:: WORK TO BE COMPLETED ::
Restate the entries below word for word, omitting nothing.

Data excerpts:
-------------------------
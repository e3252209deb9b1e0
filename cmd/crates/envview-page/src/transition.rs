//! The one-time "enter" transition applied to the page's root container.

use std::{
    fmt::{self, Display},
    time::Duration,
};

/// Class the style sheet targets for the pre-transition appearance.
pub const CONTAINER_CLASS: &str = "container";

/// Vertical offset, in pixels, the container starts from.
pub const BASE_OFFSET_PX: f32 = 20.0;

pub const ENTER_DURATION: Duration = Duration::from_millis(600);

pub const ENTER_TIMING_FUNCTION: &str = "ease-out";

#[derive(Debug, Clone, PartialEq)]
pub struct Transition {
    pub property: String,
    pub duration: Duration,
    /// CSS `transition-timing-function`, e.g. `ease-out`.
    pub timing_function: String,
}

impl Transition {
    pub fn enter() -> Self {
        Self {
            property: "all".to_string(),
            duration: ENTER_DURATION,
            timing_function: ENTER_TIMING_FUNCTION.to_string(),
        }
    }
}

impl Display for Transition {
    fn fmt(&self, f: &mut fmt::Formatter<'_>) -> fmt::Result {
        write!(
            f,
            "{} {}s {}",
            self.property,
            self.duration.as_secs_f32(),
            self.timing_function
        )
    }
}

/// Inline style of the container.
#[derive(Debug, Clone, PartialEq)]
pub struct Style {
    pub opacity: f32,
    /// Vertical offset in pixels, rendered as `translateY`.
    pub translate_y: f32,
    pub transition: Option<Transition>,
}

impl Style {
    /// Appearance before the transition runs, as provided by the style sheet.
    pub fn base() -> Self {
        Self {
            opacity: 0.0,
            translate_y: BASE_OFFSET_PX,
            transition: None,
        }
    }

    pub fn to_css(&self) -> String {
        let mut decls = vec![
            format!("opacity: {}", self.opacity),
            format!("transform: translateY({}px)", self.translate_y),
        ];
        if let Some(transition) = &self.transition {
            decls.push(format!("transition: {transition}"));
        }
        decls.join("; ")
    }
}

impl Default for Style {
    fn default() -> Self {
        Self::base()
    }
}

/// The page's root element.
#[derive(Debug, Clone, PartialEq)]
pub struct Container {
    pub class: String,
    pub style: Style,
}

impl Container {
    pub fn new() -> Self {
        Self {
            class: CONTAINER_CLASS.to_string(),
            style: Style::base(),
        }
    }
}

impl Default for Container {
    fn default() -> Self {
        Self::new()
    }
}

/// Fades the container in: fully opaque, no offset, 0.6s ease-out.
///
/// Returns `false` without doing anything when there is no container.
pub fn enter(container: Option<&mut Container>) -> bool {
    let Some(container) = container else {
        tracing::debug!("no container to transition");
        return false;
    };
    container.style.opacity = 1.0;
    container.style.translate_y = 0.0;
    container.style.transition = Some(Transition::enter());
    tracing::trace!(style = %container.style.to_css(), "applied enter transition");
    true
}
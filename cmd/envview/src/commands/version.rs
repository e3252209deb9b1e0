use clap::Parser;
use std::fmt::Debug;

const GIT_REVISION: &str = env!("GIT_REVISION");

#[derive(Parser, Debug, Clone)]
#[group(skip)]
pub struct Cmd;

impl Cmd {
    #[allow(clippy::unused_self)]
    pub fn run(&self) {
        println!("envview {}", long());
    }
}

pub fn short() -> String {
    format!("{} ({GIT_REVISION})", env!("CARGO_PKG_VERSION"))
}

pub fn long() -> String {
    [
        short(),
        format!("default prefix {}", envview_page::DEFAULT_PREFIX),
    ]
    .join("\n")
}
-------------------------
:: TASK ANSWER ::
repository e3252209deb9b1e0
filename cmd/crates/envview-page/src/transition.rs
//! The one-time "enter" transition applied to the page's root container.

use std::{
    fmt::{self, Display},
    time::Duration,
};

/// Class the style sheet targets for the pre-transition appearance.
pub const CONTAINER_CLASS: &str = "container";

/// Vertical offset, in pixels, the container starts from.
pub const BASE_OFFSET_PX: f32 = 20.0;

pub const ENTER_DURATION: Duration = Duration::from_millis(600);

pub const ENTER_TIMING_FUNCTION: &str = "ease-out";

#[derive(Debug, Clone, PartialEq)]
pub struct Transition {
    pub property: String,
    pub duration: Duration,
    /// CSS `transition-timing-function`, e.g. `ease-out`.
    pub timing_function: String,
}

impl Transition {
    pub fn enter() -> Self {
        Self {
            property: "all".to_string(),
            duration: ENTER_DURATION,
            timing_function: ENTER_TIMING_FUNCTION.to_string(),
        }
    }
}

impl Display for Transition {
    fn fmt(&self, f: &mut fmt::Formatter<'_>) -> fmt::Result {
        write!(
            f,
            "{} {}s {}",
            self.property,
            self.duration.as_secs_f32(),
            self.timing_function
        )
    }
}

/// Inline style of the container.
#[derive(Debug, Clone, PartialEq)]
pub struct Style {
    pub opacity: f32,
    /// Vertical offset in pixels, rendered as `translateY`.
    pub translate_y: f32,
    pub transition: Option<Transition>,
}

impl Style {
    /// Appearance before the transition runs, as provided by the style sheet.
    pub fn base() -> Self {
        Self {
            opacity: 0.0,
            translate_y: BASE_OFFSET_PX,
            transition: None,
        }
    }

    pub fn to_css(&self) -> String {
        let mut decls = vec![
            format!("opacity: {}", self.opacity),
            format!("transform: translateY({}px)", self.translate_y),
        ];
        if let Some(transition) = &self.transition {
            decls.push(format!("transition: {transition}"));
        }
        decls.join("; ")
    }
}

impl Default for Style {
    fn default() -> Self {
        Self::base()
    }
}

/// The page's root element.
#[derive(Debug, Clone, PartialEq)]
pub struct Container {
    pub class: String,
    pub style: Style,
}

impl Container {
    pub fn new() -> Self {
        Self {
            class: CONTAINER_CLASS.to_string(),
            style: Style::base(),
        }
    }
}

impl Default for Container {
    fn default() -> Self {
        Self::new()
    }
}

/// Fades the container in: fully opaque, no offset, 0.6s ease-out.
///
/// Returns `false` without doing anything when there is no container.
pub fn enter(container: Option<&mut Container>) -> bool {
    let Some(container) = container else {
        tracing::debug!("no container to transition");
        return false;
    };
    container.style.opacity = 1.0;
    container.style.translate_y = 0.0;
    container.style.transition = Some(Transition::enter());
    tracing::trace!(style = %container.style.to_css(), "applied enter transition");
    true
}
filename cmd/envview/src/commands/version.rs
repository e3252209deb9b1e0
use clap::Parser;
use std::fmt::Debug;

const GIT_REVISION: &str = env!("GIT_REVISION");

#[derive(Parser, Debug, Clone)]
#[group(skip)]
pub struct Cmd;

impl Cmd {
    #[allow(clippy::unused_self)]
    pub fn run(&self) {
        println!("envview {}", long());
    }
}

pub fn short() -> String {
    format!("{} ({GIT_REVISION})", env!("CARGO_PKG_VERSION"))
}

pub fn long() -> String {
    [
        short(),
        format!("default prefix {}", envview_page::DEFAULT_PREFIX),
    ]
    .join("\n")
}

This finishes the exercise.